Oil firms evacuating US Gulf of Mexico staff as hurricane threat rises
STORM-ATLANTIC/ENERGY (UPDATE 2, PIX, GRAPHIC):UPDATE 2-Oil firms evacuating US Gulf of Mexico staff as hurricane threat rises
Sept 23 - U.S. oil producers on Monday were scrambling to evacuate staff from Gulf of Mexico oil production platforms as forecasters predicted the second major hurricane in two weeks could tear through offshore oil producing fields.
The U.S. National Hurricane Center said a potential Tropical Cyclone System Nine near the western tip of Cuba was expected to develop into a hurricane on Wednesday and intensify in the next 72 hours as it moves across the eastern Gulf of Mexico.
It could become a major hurricane when it reaches the northeastern Gulf Coast on Thursday, bringing the "risk of life-threatening storm surge and damaging hurricane-force winds" to the northern and northeast Gulf Coast, according to the NHC.
Storm path attribution: LSEG
Some major oil companies operating in the region said they have begun evacuating staff from offshore facilities.
Chevron said it began evacuating all personnel and shutting down facilities, including the Blind Faith and Petronius platforms, due to the forecast of potential Tropical Cyclone Nine.

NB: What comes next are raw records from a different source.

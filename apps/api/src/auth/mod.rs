//! Local sign-in mock. Nothing is verified: signing in just fills the profile
//! with what the chosen method would have provided.

pub mod handlers;

use crate::errors::AppError;
use crate::models::{LoginMethod, ProfileUpdate};

pub fn email_sign_in(email: &str) -> Result<ProfileUpdate, AppError> {
    let email = email.trim();
    if email.is_empty() {
        return Err(AppError::Validation("Email is required".to_string()));
    }
    Ok(ProfileUpdate {
        email: Some(email.to_string()),
        login_method: Some(LoginMethod::Email),
        ..ProfileUpdate::default()
    })
}

pub fn provider_sign_in(provider: LoginMethod) -> Result<ProfileUpdate, AppError> {
    if provider == LoginMethod::Email {
        return Err(AppError::Validation(
            "Use email sign-in for the email method".to_string(),
        ));
    }
    let label = provider.label();
    Ok(ProfileUpdate {
        name: Some(format!("{label} User")),
        email: Some(format!("user@{}.example.com", label.to_lowercase())),
        login_method: Some(provider),
        ..ProfileUpdate::default()
    })
}

#[cfg(test)]
mod tests {
    use super::*;

    #[test]
    fn test_email_sign_in_trims() {
        let update = email_sign_in("  a@b.co ").unwrap();
        assert_eq!(update.email.as_deref(), Some("a@b.co"));
        assert_eq!(update.login_method, Some(LoginMethod::Email));
        assert_eq!(update.name, None);
    }

    #[test]
    fn test_email_sign_in_requires_email() {
        assert!(matches!(email_sign_in("   "), Err(AppError::Validation(_))));
    }

    #[test]
    fn test_provider_sign_in_fills_identity() {
        let update = provider_sign_in(LoginMethod::Google).unwrap();
        assert_eq!(update.name.as_deref(), Some("Google User"));
        assert_eq!(update.email.as_deref(), Some("user@google.example.com"));
        assert_eq!(update.login_method, Some(LoginMethod::Google));
    }

    #[test]
    fn test_provider_sign_in_rejects_email_method() {
        assert!(provider_sign_in(LoginMethod::Email).is_err());
    }
}
use axum::{extract::State, Json};
use serde::{Deserialize, Serialize};
use tracing::info;

use crate::errors::AppError;
use crate::models::UserProfile;
use crate::quiz::insights::{badge_for, profile_progress, Badge};
use crate::quiz::questions::{question_bank, Question};
use crate::quiz::scoring::{QuizResult, Response};
use crate::quiz::session::{QuizRun, RunState};
use crate::state::{ServerState, Session};
use crate::store::{Page, QuizResultsUpdate};

#[derive(Deserialize)]
pub struct AnswerRequest {
    pub response: Response,
}

#[derive(Debug, Serialize)]
#[serde(rename_all = "camelCase")]
pub struct QuizView {
    pub complete: bool,
    pub question_index: usize,
    pub answered: usize,
    pub total: usize,
    pub progress: u32,
    pub question: Option<Question>,
    pub result: Option<QuizResult>,
    pub page: Page,
}

impl QuizView {
    fn of(run: &QuizRun, page: Page) -> Self {
        let question_index = match run.state() {
            RunState::InProgress { index } => *index,
            RunState::Complete(_) => run.total(),
        };
        Self {
            complete: run.result().is_some(),
            question_index,
            answered: run.answers().len(),
            total: run.total(),
            progress: run.progress(),
            question: run.current_question().cloned(),
            result: run.result().cloned(),
            page,
        }
    }
}

#[derive(Debug, Serialize)]
#[serde(rename_all = "camelCase")]
pub struct DashboardResponse {
    pub user: UserProfile,
    pub quiz_results: QuizResult,
    pub progress: u32,
    pub badge: Badge,
}

fn active_run(session: &Session) -> Result<&QuizRun, AppError> {
    session
        .quiz
        .as_ref()
        .ok_or_else(|| AppError::NotFound("No quiz in progress".to_string()))
}

/// Starts a fresh run. Only a signed-in user with a profile may take the quiz.
fn begin_run(session: &mut Session) -> Result<QuizView, AppError> {
    if !session.store.state().user.is_logged_in {
        session.store.set_current_page(Page::Profile);
        return Err(AppError::Conflict(
            "Please complete your profile first".to_string(),
        ));
    }
    let run = QuizRun::new(question_bank());
    session.store.set_current_page(Page::Quiz);
    let view = QuizView::of(&run, session.store.state().current_page);
    session.quiz = Some(run);
    Ok(view)
}

/// GET /api/v1/quiz/questions
pub async fn handle_questions() -> Json<Vec<Question>> {
    Json(question_bank().to_vec())
}

/// POST /api/v1/quiz/start
pub async fn handle_start(State(state): State<ServerState>) -> Result<Json<QuizView>, AppError> {
    let mut session = state.session()?;
    Ok(Json(begin_run(&mut session)?))
}

/// GET /api/v1/quiz
pub async fn handle_get_run(State(state): State<ServerState>) -> Result<Json<QuizView>, AppError> {
    let session = state.session()?;
    let run = active_run(&session)?;
    Ok(Json(QuizView::of(run, session.store.state().current_page)))
}

/// POST /api/v1/quiz/answer
/// Completing the last question stores the result and moves on to results,
/// or to sign-in when the user has not signed in yet.
pub async fn handle_answer(
    State(state): State<ServerState>,
    Json(req): Json<AnswerRequest>,
) -> Result<Json<QuizView>, AppError> {
    let mut guard = state.session()?;
    let session = &mut *guard;
    let run = session
        .quiz
        .as_mut()
        .ok_or_else(|| AppError::NotFound("No quiz in progress".to_string()))?;

    if let Some(result) = run.advance(req.response)? {
        info!(
            recommended = ?result.recommended_stream,
            tied = result.tied_streams.is_some(),
            "quiz completed"
        );
        session.store.set_quiz_results(result);
        let next = if session.store.state().user.is_logged_in {
            Page::Results
        } else {
            Page::Auth
        };
        session.store.set_current_page(next);
    }

    let run = active_run(session)?;
    Ok(Json(QuizView::of(run, session.store.state().current_page)))
}

/// POST /api/v1/quiz/back
pub async fn handle_back(State(state): State<ServerState>) -> Result<Json<QuizView>, AppError> {
    let mut guard = state.session()?;
    let session = &mut *guard;
    let run = session
        .quiz
        .as_mut()
        .ok_or_else(|| AppError::NotFound("No quiz in progress".to_string()))?;
    run.retreat()?;
    Ok(Json(QuizView::of(run, session.store.state().current_page)))
}

/// POST /api/v1/quiz/retake
pub async fn handle_retake(State(state): State<ServerState>) -> Result<Json<QuizView>, AppError> {
    let mut session = state.session()?;
    session.quiz = None;
    session.store.set_quiz_results(QuizResultsUpdate::cleared());
    Ok(Json(begin_run(&mut session)?))
}

/// GET /api/v1/dashboard
pub async fn handle_dashboard(
    State(state): State<ServerState>,
) -> Result<Json<DashboardResponse>, AppError> {
    let session = state.session()?;
    let app = session.store.state();
    let progress = profile_progress(&app.user, &app.quiz_results);
    Ok(Json(DashboardResponse {
        user: app.user.clone(),
        quiz_results: app.quiz_results.clone(),
        progress,
        badge: badge_for(progress),
    }))
}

Chevron has also evacuated non-essential workers from four of its other Gulf of Mexico oil platforms, including Anchor, Big Foot, Jack/St. Malo, and Tahiti, but said production remains at normal levels.
Equinor said it was evacuating non-essential staff from its Titan platform.
Shell said it had shut in production at its Stones platform and curtailed production at its Appomattox facilities as a precautionary measure, along with evacuating non-essential staff from its assets in the Mars Corridor.
Equinor and Shell said that these decisions had not yet impacted their production.
The next name on the list of named storms is Helene, and according to private weather forecaster AccuWeather, it could make landfall later this week as a Category 3 hurricane and potentially strengthen into a Category 4.